Today we examine the validity of R.C. 2967.28, Ohio's post-release control statute. The court of appeals held that the statute was unconstitutional in that it violated the separation of powers doctrine and the Due Process Clauses of the United States and Ohio Constitutions. For the following reasons, we reverse the judgment of the court of appeals.
I HISTORY OVERVIEW
In 1990, the General Assembly enacted legislation authorizing the creation of the Ohio Criminal Sentencing Commission and instructed it to develop and recommend to the General Assembly a comprehensive criminal sentencing structure. R.C. 181.21; 181.23. This sentencing policy was to be designed "to enhance public safety by achieving certainty in sentencing, deterrence, and a reasonable use of correctional facilities, programs, and services, and shall be designed to achieve fairness in sentencing." R.C. 181.23(B).
Further, the enabling legislation provided that "[t]he sentencing structure shall be designed to enhance public safety, to assist in the management of prison overcrowding and correctional resources, to simplify the sentencing structure of the state that is in existence on August 22, 1990, and to result in a new sentencing structure that is readily understandable by the citizens of the state, to simplify the criminal code of the state, to assure proportionality, uniformity, and other fairness in criminal sentencing, and to provide increased certainty in criminal sentencing." R.C. 181.24(A).
As part of the Sentencing Commission's recommendations, the first comprehensive revision of Ohio's Criminal Code since 1974, Am.Sub.S.B. No. 2 ("SB 2"), and its companion bill, Am.Sub.S.B. No. 269 ("SB 269"), took effect on July 1, 1996, thoroughly altering the definitions of criminal offenses, as well as changing the landscape of Ohio's sentencing system. Under the above-mentioned order of providing more certainty in criminal sentencing, one of the overriding goals of SB 2 was "truth in sentencing," meaning that the sentence imposed by the judge is the sentence that is served, unless altered by the judge. This was primarily accomplished by two methods: eliminating indefinite sentences and eliminating parole.

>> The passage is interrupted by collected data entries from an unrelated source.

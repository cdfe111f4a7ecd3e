// Copyright 2024 BizHub Team.
//
// Comprehensive tests for MessageAccess

mod common;

use bizhub_chat::{ChatError, MessageAccess};
use bizhub_store::{MessageKind, MessageStatus, Transport};
use common::{CountingTransport, Fixture, CUSTOMER, OWNER};
use std::sync::Arc;
use std::time::Duration;

async fn conversation(fx: &Fixture) -> String {
    fx.backend
        .create_conversation(CUSTOMER, OWNER, Some(&fx.cafe.id))
        .await
        .unwrap()
        .id
}

#[tokio::test]
async fn test_empty_send_never_reaches_store() {
    let fx = Fixture::new().await;
    let conv_id = conversation(&fx).await;
    let counting = Arc::new(CountingTransport::new(fx.backend.clone()));
    let access = MessageAccess::new(counting.clone(), CUSTOMER, "chat-attachments");

    assert!(access.send_message("", &conv_id, MessageKind::Text).await.is_none());
    assert!(access.send_message("   \n", &conv_id, MessageKind::Text).await.is_none());
    assert!(access.send_message("hi", "", MessageKind::Text).await.is_none());
    assert_eq!(access.mark_as_read("").await, 0);

    assert_eq!(counting.calls(), 0);
}

#[tokio::test]
async fn test_send_bumps_conversation_in_background() {
    let fx = Fixture::new().await;
    let conv_id = conversation(&fx).await;
    let before = fx.backend.conversations().get(&conv_id).await.unwrap().unwrap();

    let access = MessageAccess::new(Arc::new(fx.backend.clone()), CUSTOMER, "chat-attachments");
    let sent = access
        .send_message("hi", &conv_id, MessageKind::Text)
        .await
        .unwrap();
    assert_eq!(sent.sender_id, CUSTOMER);
    assert_eq!(sent.status, MessageStatus::Sent);

    let mut bumped = false;
    for _ in 0..50 {
        let conv = fx.backend.conversations().get(&conv_id).await.unwrap().unwrap();
        if conv.last_message_at == sent.created_at {
            bumped = true;
            break;
        }
        tokio::time::sleep(Duration::from_millis(20)).await;
    }
    assert!(bumped);
    assert!(sent.created_at >= before.last_message_at);
}

#[tokio::test]
async fn test_send_to_unknown_conversation_returns_none() {
    let fx = Fixture::new().await;
    let access = MessageAccess::new(Arc::new(fx.backend.clone()), CUSTOMER, "chat-attachments");

    assert!(access
        .send_message("hi", "no-such-conversation", MessageKind::Text)
        .await
        .is_none());
}

#[tokio::test]
async fn test_list_messages_in_order() {
    let fx = Fixture::new().await;
    let conv_id = conversation(&fx).await;
    let customer = MessageAccess::new(Arc::new(fx.backend.clone()), CUSTOMER, "chat-attachments");
    let owner = MessageAccess::new(Arc::new(fx.backend.clone()), OWNER, "chat-attachments");

    owner.send_message("hi", &conv_id, MessageKind::Text).await.unwrap();
    customer.send_message("hello", &conv_id, MessageKind::Text).await.unwrap();
    owner.send_message("how can I help?", &conv_id, MessageKind::Text).await.unwrap();

    let history = customer.list_messages(&conv_id).await;
    let contents: Vec<_> = history.iter().map(|m| m.content.as_str()).collect();
    assert_eq!(contents, vec!["hi", "hello", "how can I help?"]);

    assert!(customer.list_messages("no-such-conversation").await.is_empty());
}

#[tokio::test]
async fn test_mark_as_read_is_idempotent() {
    let fx = Fixture::new().await;
    let conv_id = conversation(&fx).await;
    let customer = MessageAccess::new(Arc::new(fx.backend.clone()), CUSTOMER, "chat-attachments");
    let owner = MessageAccess::new(Arc::new(fx.backend.clone()), OWNER, "chat-attachments");

    owner.send_message("one", &conv_id, MessageKind::Text).await.unwrap();
    owner.send_message("two", &conv_id, MessageKind::Text).await.unwrap();
    customer.send_message("mine", &conv_id, MessageKind::Text).await.unwrap();

    assert_eq!(customer.mark_as_read(&conv_id).await, 2);
    assert_eq!(customer.mark_as_read(&conv_id).await, 0);

    let history = customer.list_messages(&conv_id).await;
    for message in history {
        let expected = if message.sender_id == CUSTOMER {
            MessageStatus::Sent
        } else {
            MessageStatus::Read
        };
        assert_eq!(message.status, expected, "status of '{}'", message.content);
    }
}

#[tokio::test]
async fn test_image_attachment_is_uploaded_and_sent() {
    let fx = Fixture::new().await;
    let conv_id = conversation(&fx).await;
    let counting = Arc::new(CountingTransport::new(fx.backend.clone()));
    let access = MessageAccess::new(counting.clone(), CUSTOMER, "chat-attachments");

    let sent = access
        .send_attachment("latte.png", b"\x89PNG fake", &conv_id)
        .await
        .unwrap();

    assert_eq!(counting.uploads(), 1);
    assert_eq!(sent.kind, MessageKind::Image);
    let prefix = "http://localhost:9000/public/chat-attachments/chat-attachments/";
    assert!(sent.content.starts_with(prefix), "url was {}", sent.content);
    assert!(sent.content.ends_with(".png"));

    let object_path = sent.content.strip_prefix(prefix).unwrap();
    let bytes = fx
        .backend
        .objects()
        .download("chat-attachments", &format!("chat-attachments/{}", object_path))
        .await
        .unwrap();
    assert_eq!(bytes, b"\x89PNG fake");
}

#[tokio::test]
async fn test_non_image_attachment_rejected_before_upload() {
    let fx = Fixture::new().await;
    let conv_id = conversation(&fx).await;
    let counting = Arc::new(CountingTransport::new(fx.backend.clone()));
    let access = MessageAccess::new(counting.clone(), CUSTOMER, "chat-attachments");

    let result = access.send_attachment("notes.txt", b"hello", &conv_id).await;
    assert!(matches!(result, Err(ChatError::NotAnImage(_))));

    let result = access.send_attachment("no-extension", b"hello", &conv_id).await;
    assert!(matches!(result, Err(ChatError::NotAnImage(_))));

    assert_eq!(counting.calls(), 0);
}

#[tokio::test]
async fn test_attachment_to_unknown_conversation_fails_send() {
    let fx = Fixture::new().await;
    let access = MessageAccess::new(Arc::new(fx.backend.clone()), CUSTOMER, "chat-attachments");

    let result = access
        .send_attachment("latte.jpg", b"jpeg", "no-such-conversation")
        .await;
    assert!(matches!(result, Err(ChatError::SendFailed(_))));
}
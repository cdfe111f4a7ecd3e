//! Presence derivation for the open conversation's other party

use bizhub_store::PresenceState;
use serde::{Deserialize, Serialize};

/// Indicator shown for the other party
#[derive(Debug, Clone, Copy, Serialize, Deserialize, PartialEq, Eq, Hash, Default)]
#[serde(rename_all = "lowercase")]
pub enum PeerStatus {
    #[default]
    Offline,
    Online,
    Typing,
}

/// Status of `other_user_id` in `state` while `conversation_id` is open.
///
/// Only entries under the other party's key count. Any entry means online;
/// typing needs an entry that is typing in this very conversation.
pub fn peer_status(state: &PresenceState, other_user_id: &str, conversation_id: &str) -> PeerStatus {
    let entries = state.entries(other_user_id);
    if entries.is_empty() {
        return PeerStatus::Offline;
    }

    let typing_here = entries.iter().any(|meta| {
        meta.payload.typing && meta.payload.conversation_id.as_deref() == Some(conversation_id)
    });

    if typing_here {
        PeerStatus::Typing
    } else {
        PeerStatus::Online
    }
}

Pre-SB 2, an offender rarely served the time actually sentenced for three main reasons. First, indefinite sentences were prescribed for most serious felonies. Second, upon entering a state correctional institution, an offender's sentence was "automatically" reduced by thirty percent for good behavior. Former R.C. 2967.19, 145 Ohio Laws, Part IV, 6437. Finally, the Ohio Parole Board ("APA" herein) reviewed all prison sentences for disparity among offenders and attempted to abate inequities. Former R.C. 2967.03, 145 Ohio Laws, Part IV, 6428.
Now, under SB 2's "truth in sentencing," offenders are sentenced to definite sentences. Good time has been significantly reduced, and must be earned. R.C. 2967.193(A). Finally, the Parole Board no longer has the authority to determine how long an offender stays in prison. Instead of parole, however, the legislature enacted a concept known as post-release control, another hallmark of the new sentencing structure and the subject of this case.
Only one day per month can be subtracted from the judge's sentence for conduct in prison and, then, only for active participation in an educational program, vocational training, employment in prison industries, treatment for substance abuse, treatment as a sex offender, or any other constructive program developed by the department with specific standards for performance by prisoners. R.C. 2967.193(A).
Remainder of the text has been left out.